Publication of Prospectus

Toyota Motor Credit Corp
07 February 2007

  Supplementary Prospectus Dated February 7, 2007 to the Base Prospectus dated
      September 28, 2006 and the Offering Circular of which it formed part

                        TOYOTA MOTOR CREDIT CORPORATION

                           (a California corporation)

                              U.S.$30,000,000,000

                         Euro Medium-Term Note Program

This Supplementary Prospectus (the 'Supplementary Prospectus') to the Base
Prospectus (the 'Base Prospectus'), dated September 28, 2006 and to the Offering
Circular of which the Base Prospectus formed part, constitutes a Supplementary
Prospectus for the purposes of Directive 2003/71/EC and is prepared in
connection with the US$30,000,000,000 Euro Medium-Term Note Program (the 
'Program') established by Toyota Motor Credit Corporation (the 'Issuer').  The
Financial Services Authority, as the UK competent authority under Directive 2003
/71/EC, has approved this Supplementary Prospectus.

This Supplementary Prospectus is supplemental to, and should be read in
conjunction with, the Base Prospectus and any other supplements to the Base
Prospectus issued by the Issuer.  Terms defined in the Base Prospectus have the
same meaning when used in this Supplementary Prospectus.

Copies of all the documents incorporated by reference in the Base Prospectus
will be available for inspection, throughout the life of the Base Prospectus, at
the specified offices of each of the Paying Agents named as a paying agent for
the Program (but not a paying agent named for a particular Series of Notes)
during normal business hours and as described in the Base Prospectus.

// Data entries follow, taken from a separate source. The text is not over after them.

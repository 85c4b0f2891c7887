// MIT/Apache2 License

use crate::Paint;
use lyon_geom::{Rect, Vector};

/// A surface which drawing commands can be applied to.
///
/// Coordinates passed to a surface are in its current coordinate space. `translate()` shifts that space, and
/// `save()`/`restore()` bracket a change so it can be undone.
pub trait Surface {
    /// Push the current coordinate space onto the save stack.
    fn save(&mut self) -> crate::Result;
    /// Pop the coordinate space pushed by the matching `save()`.
    fn restore(&mut self) -> crate::Result;
    /// Shift the current coordinate space by `(dx, dy)`.
    fn translate(&mut self, dx: f32, dy: f32) -> crate::Result;

    /// Fill or stroke a rectangle.
    fn draw_rect(&mut self, rect: Rect<f32>, paint: &Paint) -> crate::Result;
    /// Attach a key, and optionally a value, to an area of the surface. Annotations draw nothing.
    fn draw_annotation(&mut self, rect: Rect<f32>, key: &str, value: Option<&[u8]>)
        -> crate::Result;

    /// The number of saves that have not been restored yet.
    fn save_count(&self) -> usize;

    /// Shift the current coordinate space by a vector.
    #[inline]
    fn translate_by(&mut self, offset: Vector<f32>) -> crate::Result {
        self.translate(offset.x, offset.y)
    }

    /// Draw several rectangles with the same paint.
    #[inline]
    fn draw_rects(&mut self, rects: &[Rect<f32>], paint: &Paint) -> crate::Result {
        rects
            .iter()
            .copied()
            .try_for_each(|rect| self.draw_rect(rect, paint))
    }
}

impl<S: Surface + ?Sized> Surface for &mut S {
    #[inline]
    fn save(&mut self) -> crate::Result {
        (**self).save()
    }

    #[inline]
    fn restore(&mut self) -> crate::Result {
        (**self).restore()
    }

    #[inline]
    fn translate(&mut self, dx: f32, dy: f32) -> crate::Result {
        (**self).translate(dx, dy)
    }

    #[inline]
    fn draw_rect(&mut self, rect: Rect<f32>, paint: &Paint) -> crate::Result {
        (**self).draw_rect(rect, paint)
    }

    #[inline]
    fn draw_annotation(
        &mut self,
        rect: Rect<f32>,
        key: &str,
        value: Option<&[u8]>,
    ) -> crate::Result {
        (**self).draw_annotation(rect, key, value)
    }

    #[inline]
    fn save_count(&self) -> usize {
        (**self).save_count()
    }
}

To the extent that there is any inconsistency between (a) any statement in this
Supplementary Prospectus or any statement incorporated by reference into the
Base Prospectus by this Supplementary Prospectus and (b) any other statement in
or incorporated in the Base Prospectus (as supplemented from time to time), the
statements in (a) above will prevail.

Except as disclosed in this Supplementary Prospectus and any supplement
previously issued, there has been no significant new factor, material mistake or
inaccuracy relating to information included in the Base Prospectus which is
capable of affecting the assessment of Notes issued under the Program since the
publication of the Base Prospectus.

The Issuer accepts responsibility for the information contained in this
Supplementary Prospectus.  The Issuer confirms that, having taken all reasonable
care to ensure that such is the case, the information contained in this
Supplementary Prospectus is, to the best of its knowledge, in accordance with
the facts and does not omit anything likely to affect the import of such
information.

The distribution of the Base Prospectus, this Supplementary Prospectus, any
other supplements to the Base Prospectus and any Final Terms and the offering or
sale of the Notes in certain jurisdictions may be restricted by law.  Persons
into whose possession the Base Prospectus, this Supplementary Prospectus, any
other supplements to the Base Prospectus or any Final Terms come are required by
the Issuer, the Dealers and the Arranger to inform themselves about and to
observe any such restriction.  In particular, there are restrictions on the
distribution of the Base Prospectus, this Supplementary Prospectus, any other
supplements to the Base Prospectus, any Final Terms and other information in
relation to the Issuer and the Notes, and the offering or sale of Notes in the
United States, European Economic Area, the United Kingdom, Japan, Switzerland
and Italy.  For a further description of restrictions on offers, sales and
transfers of Notes and distribution of the Base Prospectus, this Supplementary
Prospectus, any other supplements to the Base Prospectus and any Final Terms,
see ''Subscription and Sale'' in the Base Prospectus.  The Notes have not been
and will not be registered under the U.S.  Securities Act of 1933 and are
subject to U.S. tax law requirements.  Subject to certain exceptions, Notes may
not be offered, sold or delivered within the United States or to U.S.  persons.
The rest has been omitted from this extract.